Directions:
State how many lines in the listing below include the string "await". The answer is the number alone.

Entries provided:
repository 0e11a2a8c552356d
use std::sync::Arc;

use crate::domain::models::booking::Booking;
use crate::domain::models::interval::TimeInterval;
use crate::domain::ports::BookingRepository;
use crate::error::AppError;

/// Decides whether a candidate interval collides with an existing
/// non-cancelled booking for the same tenant and staff bucket.
///
/// Bookings without a staff member only conflict with other unassigned
/// bookings; they are never compared across staff.
pub struct ConflictDetector {
    bookings: Arc<dyn BookingRepository>,
}

impl ConflictDetector {
    pub fn new(bookings: Arc<dyn BookingRepository>) -> Self {
        Self { bookings }
    }

    pub async fn active_in_range(
        &self,
        tenant_id: &str,
        staff_id: Option<&str>,
        range: &TimeInterval,
    ) -> Result<Vec<Booking>, AppError> {
        self.bookings
            .list_active_in_range(tenant_id, staff_id, range.start, range.end)
            .await
    }

    pub async fn find_conflicts(
        &self,
        tenant_id: &str,
        staff_id: Option<&str>,
        candidate: &TimeInterval,
    ) -> Result<Vec<TimeInterval>, AppError> {
        let existing = self.active_in_range(tenant_id, staff_id, candidate).await?;
        Ok(Self::overlapping(&existing, candidate))
    }

    /// Half-open overlap filter over already-fetched bookings. The slot
    /// generator uses this to test a whole day against one fetch.
    pub fn overlapping(existing: &[Booking], candidate: &TimeInterval) -> Vec<TimeInterval> {
        existing
            .iter()
            .map(|b| b.interval())
            .filter(|iv| iv.overlaps(candidate))
            .collect()
    }
}

#[cfg(test)]
mod tests {
    use super::*;
    use crate::domain::models::booking::NewBookingParams;
    use chrono::{TimeZone, Utc};

    fn booking(start_h: u32, start_m: u32, minutes: i64) -> Booking {
        Booking::new(NewBookingParams {
            tenant_id: "t1".into(),
            customer_id: "c1".into(),
            service_id: "s1".into(),
            staff_id: Some("staff-a".into()),
            start: Utc.with_ymd_and_hms(2026, 3, 2, start_h, start_m, 0).unwrap(),
            slot_minutes: minutes,
            price: 0.0,
            deposit: 0.0,
            notes: None,
        })
    }

    fn interval(sh: u32, sm: u32, eh: u32, em: u32) -> TimeInterval {
        TimeInterval::new(
            Utc.with_ymd_and_hms(2026, 3, 2, sh, sm, 0).unwrap(),
            Utc.with_ymd_and_hms(2026, 3, 2, eh, em, 0).unwrap(),
        )
        .unwrap()
    }

    #[test]
    fn overlapping_reports_colliding_intervals() {
        let existing = vec![booking(10, 0, 40), booking(12, 0, 40)];
        let conflicts = ConflictDetector::overlapping(&existing, &interval(10, 30, 11, 0));
        assert_eq!(conflicts.len(), 1);
        assert_eq!(conflicts[0], existing[0].interval());
    }

    #[test]
    fn adjacent_booking_does_not_conflict() {
        let existing = vec![booking(10, 0, 40)];
        let conflicts = ConflictDetector::overlapping(&existing, &interval(10, 40, 11, 10));
        assert!(conflicts.is_empty());
    }
}
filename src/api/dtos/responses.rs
use chrono::{DateTime, Utc};
use serde::Serialize;

use crate::domain::models::booking::Booking;
use crate::domain::models::customer::Customer;
use crate::domain::models::interval::TimeInterval;

#[derive(Serialize)]
pub struct SlotsResponse {
    pub date: String,
    pub slots: Vec<TimeInterval>,
}

#[derive(Serialize)]
pub struct BookingListResponse {
    pub bookings: Vec<Booking>,
    pub total: i64,
}

/// Full data-export payload for one customer: the record itself plus
/// every booking they ever made, tombstoned or not.
#[derive(Serialize)]
pub struct CustomerExportResponse {
    pub customer: Customer,
    pub bookings: Vec<Booking>,
    pub exported_at: DateTime<Utc>,
}

#[derive(Serialize)]
pub struct CancelBookingResponse {
    pub booking: Booking,
    pub within_notice: bool,
    pub refund_percent: Option<i32>,
}
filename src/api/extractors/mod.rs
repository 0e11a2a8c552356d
pub mod tenant;
use axum::{
    extract::{Path, State},
    response::IntoResponse,
    Json,
};
use std::sync::Arc;
use tracing::info;

use crate::api::dtos::requests::{CreateServiceRequest, UpdateServiceRequest};
use crate::api::extractors::tenant::TenantId;
use crate::domain::models::service::{NewServiceParams, Service};
use crate::error::AppError;
use crate::state::AppState;

pub async fn create_service(
    State(state): State<Arc<AppState>>,
    TenantId(tenant_id): TenantId,
    Json(payload): Json<CreateServiceRequest>,
) -> Result<impl IntoResponse, AppError> {
    let service = Service::new(NewServiceParams {
        tenant_id,
        name: payload.name,
        description: payload.description,
        duration_min: payload.duration_min,
        buffer_min: payload.buffer_min,
        price: payload.price,
        max_capacity: payload.max_capacity.unwrap_or(1),
        staff_required: payload.staff_required.unwrap_or(1),
        booking_window: payload.booking_window,
        cancellation_policy: payload.cancellation_policy,
    })?;

    let created = state.service_repo.create(&service).await?;
    info!("Service created: {}", created.id);
    Ok(Json(created))
}

pub async fn list_services(
    State(state): State<Arc<AppState>>,
    TenantId(tenant_id): TenantId,
) -> Result<impl IntoResponse, AppError> {
    let services = state.service_repo.list_by_tenant(&tenant_id).await?;
    Ok(Json(services))
}

pub async fn get_service(
    State(state): State<Arc<AppState>>,
    TenantId(tenant_id): TenantId,
    Path((_, service_id)): Path<(String, String)>,
) -> Result<impl IntoResponse, AppError> {
    let service = state
        .service_repo
        .find_by_id(&tenant_id, &service_id)
        .await?
        .ok_or_else(|| AppError::NotFound("Service not found".into()))?;
    Ok(Json(service))
}

pub async fn update_service(
    State(state): State<Arc<AppState>>,
    TenantId(tenant_id): TenantId,
    Path((_, service_id)): Path<(String, String)>,
    Json(payload): Json<UpdateServiceRequest>,
) -> Result<impl IntoResponse, AppError> {
    let existing = state
        .service_repo
        .find_by_id(&tenant_id, &service_id)
        .await?
        .ok_or_else(|| AppError::NotFound("Service not found".into()))?;

    let current_window = existing.booking_window();
    let current_policy = existing.cancellation_policy();

    // Re-validate the merged attributes through the constructor so an
    // update cannot sneak past the bounds a create enforces.
    let mut merged = Service::new(NewServiceParams {
        tenant_id: existing.tenant_id.clone(),
        name: payload.name.unwrap_or(existing.name),
        description: payload.description.or(existing.description),
        duration_min: payload.duration_min.unwrap_or(existing.duration_min),
        buffer_min: payload.buffer_min.unwrap_or(existing.buffer_min),
        price: payload.price.unwrap_or(existing.price),
        max_capacity: payload.max_capacity.unwrap_or(existing.max_capacity),
        staff_required: payload.staff_required.unwrap_or(existing.staff_required),
        booking_window: payload.booking_window.or(current_window),
        cancellation_policy: payload.cancellation_policy.or(current_policy),
    })?;
    merged.id = existing.id;
    merged.is_active = payload.is_active.unwrap_or(existing.is_active);
    merged.created_at = existing.created_at;

    let updated = state.service_repo.update(&merged).await?;
    Ok(Json(updated))
}

pub async fn delete_service(
    State(state): State<Arc<AppState>>,
    TenantId(tenant_id): TenantId,
    Path((_, service_id)): Path<(String, String)>,
) -> Result<impl IntoResponse, AppError> {
    state.service_repo.delete(&tenant_id, &service_id).await?;
    info!("Service deleted: {}", service_id);
    Ok(Json(serde_json::json!({ "status": "deleted" })))
}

Response to this task:
8